Manganiello arriva dal territorio dell’ Agro Nolano chiamato “il triangolo della morte” già all’ inizio degli anni 80, che si affianca alla più nota terra dei fuochi.
In questi territori è la camorra a farla da padrona e a sotterrare rifiuti tossici laddove vengono coltivate frutta e verdura che, ovviamente, si contaminano e diventano veicolo di tumori. Centinaia di persone muoiono, rapidamente, di cancro che ormai, da quelle popolazioni non viene più chiamato così: basta semplicemente dire “la malattia” e già si capisce di cosa si tratta.
Qui, vicino ai poli industriali che sono nati, e che oggi sono dismessi, venivano interrati i rifiuti speciali grazie a una scellerata politica da parte dei governi di allora che non hanno capito la vocazione agricola di quei territori.
“Noi – dice Don Manganiello – non avevamo bisogno né dell’ Alenia, né di Alfasud, né di centri commerciali o di poli industriali ma di una politica che privilegiasse la vocazione agricola di quel territrorio”.
Una politica spesso legata a doppio filo con la criminalità: “Questa collaborazione – continua il sacerdote – si è rivelata deleteria e disastrosa per il nostro territorio”.
Don Aniello si schiera apertamente contro tutto ciò e la sua presa di posizione gli costa cara: arrivano minacce, soprattutto da parte del clan dei Lorusso: non è facile portare avanti questa lotta perché la camorra risponde con la violenza e la sopraffazione, ma ciò che lo lascia perplesso è il ruolo della chiesa locale.
“Alcuni preti della Diocesi di Napoli – racconta Don Aniello – sono pronti a bollare i sacerdoti che si impegnano in questa lotta di contrasto additandoli come malati di protagonismo e bramosi di mettersi in mostra, solo perché suscitano, per la loro lotta, l’ interesse dei media. E per di più non condividono queste battaglie e sono pronti a dare i sacramenti ai malavitosi e a tacere rispetto alle violenze e alle angherie che i loro parrocchiani subiscono”.
Dopo l’esperienza di Scampia, conclusa “ob torto collo”, Don Aniello è passato alla realizzazione di un suo progetto: l’ associazione “Ultimi”, per la legalità e contro le mafie, che Manganiello è impegnato a spalmare su tutto il territorio nazionale, partendo da quello regionale, avvalendosi di “sentinelle” che leggono il territorio e danno risposte concrete.

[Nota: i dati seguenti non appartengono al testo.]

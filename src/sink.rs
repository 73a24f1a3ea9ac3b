//! Logging sinks
//!
//! The reporter only needs "log a string at a severity". [`TracingSink`]
//! forwards to whatever `tracing` subscriber the host installed;
//! [`MemorySink`] keeps entries in memory for tests and embedding.

use std::fmt;
use std::sync::Mutex;

/// Target used for events emitted by [`TracingSink`]
pub const LOG_TARGET: &str = "faultlog";

/// Severity of a log entry
#[derive(Debug, Clone, Copy, PartialEq, Eq, PartialOrd, Ord)]
pub enum Severity {
    Trace,
    Debug,
    Info,
    Warning,
    Error,
}

impl fmt::Display for Severity {
    fn fmt(&self, f: &mut fmt::Formatter<'_>) -> fmt::Result {
        let name = match self {
            Severity::Trace => "TRACE",
            Severity::Debug => "DEBUG",
            Severity::Info => "INFO",
            Severity::Warning => "WARN",
            Severity::Error => "ERROR",
        };
        f.write_str(name)
    }
}

impl From<Severity> for tracing::Level {
    fn from(severity: Severity) -> Self {
        match severity {
            Severity::Trace => tracing::Level::TRACE,
            Severity::Debug => tracing::Level::DEBUG,
            Severity::Info => tracing::Level::INFO,
            Severity::Warning => tracing::Level::WARN,
            Severity::Error => tracing::Level::ERROR,
        }
    }
}

/// Output boundary of the reporter
///
/// Implementations must not block on persistence; hand the entry to a
/// queue or writer and return.
pub trait LogSink: Send + Sync {
    fn log(&self, severity: Severity, message: &str);
}

/// Sink that emits one `tracing` event per entry
#[derive(Debug, Default, Clone, Copy)]
pub struct TracingSink;

impl LogSink for TracingSink {
    fn log(&self, severity: Severity, message: &str) {
        // `tracing` macros need a constant level
        match severity {
            Severity::Trace => tracing::trace!(target: LOG_TARGET, "{}", message),
            Severity::Debug => tracing::debug!(target: LOG_TARGET, "{}", message),
            Severity::Info => tracing::info!(target: LOG_TARGET, "{}", message),
            Severity::Warning => tracing::warn!(target: LOG_TARGET, "{}", message),
            Severity::Error => tracing::error!(target: LOG_TARGET, "{}", message),
        }
    }
}

/// Sink that records every entry in memory
#[derive(Debug, Default)]
pub struct MemorySink {
    entries: Mutex<Vec<(Severity, String)>>,
}

impl MemorySink {
    pub fn new() -> Self {
        Self::default()
    }

    /// Snapshot of all entries logged so far
    pub fn entries(&self) -> Vec<(Severity, String)> {
        match self.entries.lock() {
            Ok(entries) => entries.clone(),
            Err(poisoned) => poisoned.into_inner().clone(),
        }
    }

    pub fn len(&self) -> usize {
        self.entries().len()
    }

    pub fn is_empty(&self) -> bool {
        self.len() == 0
    }
}

impl LogSink for MemorySink {
    fn log(&self, severity: Severity, message: &str) {
        let mut entries = match self.entries.lock() {
            Ok(entries) => entries,
            Err(poisoned) => poisoned.into_inner(),
        };
        entries.push((severity, message.to_string()));
    }
}

#[cfg(test)]
mod tests {
    use super::*;

    #[test]
    fn test_memory_sink_records_in_order() {
        let sink = MemorySink::new();
        assert!(sink.is_empty());

        sink.log(Severity::Info, "first");
        sink.log(Severity::Error, "second");

        let entries = sink.entries();
        assert_eq!(entries.len(), 2);
        assert_eq!(entries[0], (Severity::Info, "first".to_string()));
        assert_eq!(entries[1], (Severity::Error, "second".to_string()));
    }

    #[test]
    fn test_tracing_sink_without_subscriber() {
        // No subscriber installed: the event is dropped, nothing panics
        TracingSink.log(Severity::Error, "\tError Message: disk full\n");
    }

    #[test]
    fn test_severity_to_level() {
        assert_eq!(tracing::Level::from(Severity::Error), tracing::Level::ERROR);
        assert_eq!(tracing::Level::from(Severity::Warning), tracing::Level::WARN);
        assert!(Severity::Error > Severity::Warning);
        assert_eq!(Severity::Warning.to_string(), "WARN");
    }
}
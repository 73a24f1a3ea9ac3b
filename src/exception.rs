//! Exception chain model
//!
//! An [`ExceptionRecord`] is the outermost failure plus a linked list of
//! inner ("caused by") records. Chains can be arbitrarily deep, so every
//! walk over them (iteration, `Debug`, `Drop`) is a loop.
//!
//! [`UnhandledError`] is the handler-facing side: return it from an Actix
//! handler and the middleware reports the whole chain, the help link and
//! the captured backtrace.

use actix_web::{http::StatusCode, HttpResponse, ResponseError};
use std::backtrace::{Backtrace, BacktraceStatus};
use std::error::Error;
use std::fmt;

/// One failure and the failures that caused it
pub struct ExceptionRecord {
    message: String,
    help_link: Option<String>,
    stack_trace: Option<String>,
    inner: Option<Box<ExceptionRecord>>,
}

impl ExceptionRecord {
    pub fn new(message: impl Into<String>) -> Self {
        Self {
            message: message.into(),
            help_link: None,
            stack_trace: None,
            inner: None,
        }
    }

    /// Build a chain from an error and its `source()` ancestry
    pub fn from_error(err: &(dyn Error + 'static)) -> Self {
        let causes: Vec<String> = std::iter::successors(err.source(), |&e| e.source())
            .map(|e| e.to_string())
            .collect();

        // Link from the innermost cause outwards
        let inner = causes.into_iter().rev().fold(None, |inner, message| {
            let mut record = ExceptionRecord::new(message);
            record.inner = inner;
            Some(Box::new(record))
        });

        let mut record = ExceptionRecord::new(err.to_string());
        record.inner = inner;
        record
    }

    pub fn with_help_link(mut self, help_link: impl Into<String>) -> Self {
        self.help_link = Some(help_link.into());
        self
    }

    pub fn with_stack_trace(mut self, stack_trace: impl Into<String>) -> Self {
        self.stack_trace = Some(stack_trace.into());
        self
    }

    /// Set the directly wrapped cause, replacing any previous one
    pub fn with_inner(mut self, inner: ExceptionRecord) -> Self {
        self.inner = Some(Box::new(inner));
        self
    }

    pub fn message(&self) -> &str {
        &self.message
    }

    pub fn help_link(&self) -> Option<&str> {
        self.help_link.as_deref()
    }

    pub fn stack_trace(&self) -> Option<&str> {
        self.stack_trace.as_deref()
    }

    pub fn inner(&self) -> Option<&ExceptionRecord> {
        self.inner.as_deref()
    }

    /// Iterate the chain outer to inner, starting with `self`
    pub fn chain(&self) -> Chain<'_> {
        Chain { next: Some(self) }
    }

    /// Number of records in the chain, including `self`
    pub fn depth(&self) -> usize {
        self.chain().count()
    }
}

impl fmt::Debug for ExceptionRecord {
    fn fmt(&self, f: &mut fmt::Formatter<'_>) -> fmt::Result {
        f.debug_struct("ExceptionRecord")
            .field("message", &self.message)
            .field("help_link", &self.help_link)
            .field("stack_trace", &self.stack_trace)
            .field("inner_messages", &self.chain().skip(1).map(|r| r.message()).collect::<Vec<_>>())
            .finish()
    }
}

impl Drop for ExceptionRecord {
    fn drop(&mut self) {
        let mut next = self.inner.take();
        while let Some(mut record) = next {
            next = record.inner.take();
        }
    }
}

/// Iterator over an exception chain, outer to inner
pub struct Chain<'a> {
    next: Option<&'a ExceptionRecord>,
}

impl<'a> Iterator for Chain<'a> {
    type Item = &'a ExceptionRecord;

    fn next(&mut self) -> Option<Self::Item> {
        let current = self.next?;
        self.next = current.inner();
        Some(current)
    }
}

/// Handler error that keeps the full failure chain for reporting
///
/// Any `std::error::Error` converts into it, so handlers can use `?`:
///
/// ```rust,no_run
/// use actix_web::HttpResponse;
/// use faultlog_actix::UnhandledError;
///
/// async fn orders() -> Result<HttpResponse, UnhandledError> {
///     let body = std::fs::read_to_string("orders.json")?;
///     Ok(HttpResponse::Ok().body(body))
/// }
/// ```
///
/// The response sent to the client is a bare status; the message only
/// reaches the logs.
pub struct UnhandledError {
    record: ExceptionRecord,
    status: StatusCode,
}

impl UnhandledError {
    /// Wrap an already-built chain
    pub fn from_record(record: ExceptionRecord) -> Self {
        Self {
            record,
            status: StatusCode::INTERNAL_SERVER_ERROR,
        }
    }

    pub fn with_help_link(mut self, help_link: impl Into<String>) -> Self {
        self.record.help_link = Some(help_link.into());
        self
    }

    /// Override the response status (defaults to 500)
    pub fn with_status(mut self, status: StatusCode) -> Self {
        self.status = status;
        self
    }

    pub fn record(&self) -> &ExceptionRecord {
        &self.record
    }
}

impl<E> From<E> for UnhandledError
where
    E: Error + 'static,
{
    fn from(err: E) -> Self {
        let mut record = ExceptionRecord::from_error(&err);
        record.stack_trace = capture_stack_trace();
        Self::from_record(record)
    }
}

impl fmt::Debug for UnhandledError {
    fn fmt(&self, f: &mut fmt::Formatter<'_>) -> fmt::Result {
        f.debug_struct("UnhandledError")
            .field("status", &self.status)
            .field("record", &self.record)
            .finish()
    }
}

impl fmt::Display for UnhandledError {
    fn fmt(&self, f: &mut fmt::Formatter<'_>) -> fmt::Result {
        f.write_str(self.record.message())
    }
}

impl ResponseError for UnhandledError {
    fn status_code(&self) -> StatusCode {
        self.status
    }

    fn error_response(&self) -> HttpResponse {
        HttpResponse::new(self.status)
    }
}

/// Backtrace text, or `None` when capture is disabled via `RUST_BACKTRACE`
fn capture_stack_trace() -> Option<String> {
    let backtrace = Backtrace::capture();
    match backtrace.status() {
        BacktraceStatus::Captured => Some(backtrace.to_string()),
        _ => None,
    }
}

Queste risposte Don Aniello le cerca anche dal Presidente della Repubblica, Giorgio Napolitano, la cui famiglia è originaria proprio di quelle zone.
All’ indomani delle rivelazioni del boss pentito, Carmine Schiavone, che ha portato alla luce il traffico illecito di rifiuti tossici, le dichiarazioni sono state secretate: “Perché, proprio lui, si è comportato in maniera così superficiale? La sua famiglia è originaria di un paesino che dista 500 metri dal mio”.
“Ultimi”, l’ associazione di Don Manganiello, chiede, oltre a questo, che vengano mappati i territori contaminati (si parla di 10 milioni di tonnellate di terreni inquinati), che vengano effettuate analisi dei pozzi, screening epidemiologico della popolazione e passaggio a colture “no food”, cioè non rivolte all’ alimentazione umana, in quelle zone contaminate dai rifiuti industriali velenosi.
“Abbiamo inoltre richiesto l’ intervento dell’ Esercito – conclude Don Aniello – non per militarizzare il territorio, bensì per controllare le campagne perché è lì che si evidenzia il problema gravissimo del deposito incontrollato, da parte di laboratori clandestini, di scarti di lavorazione pericolosi ai quali si dà fuoco con conseguenze letali per la salute”.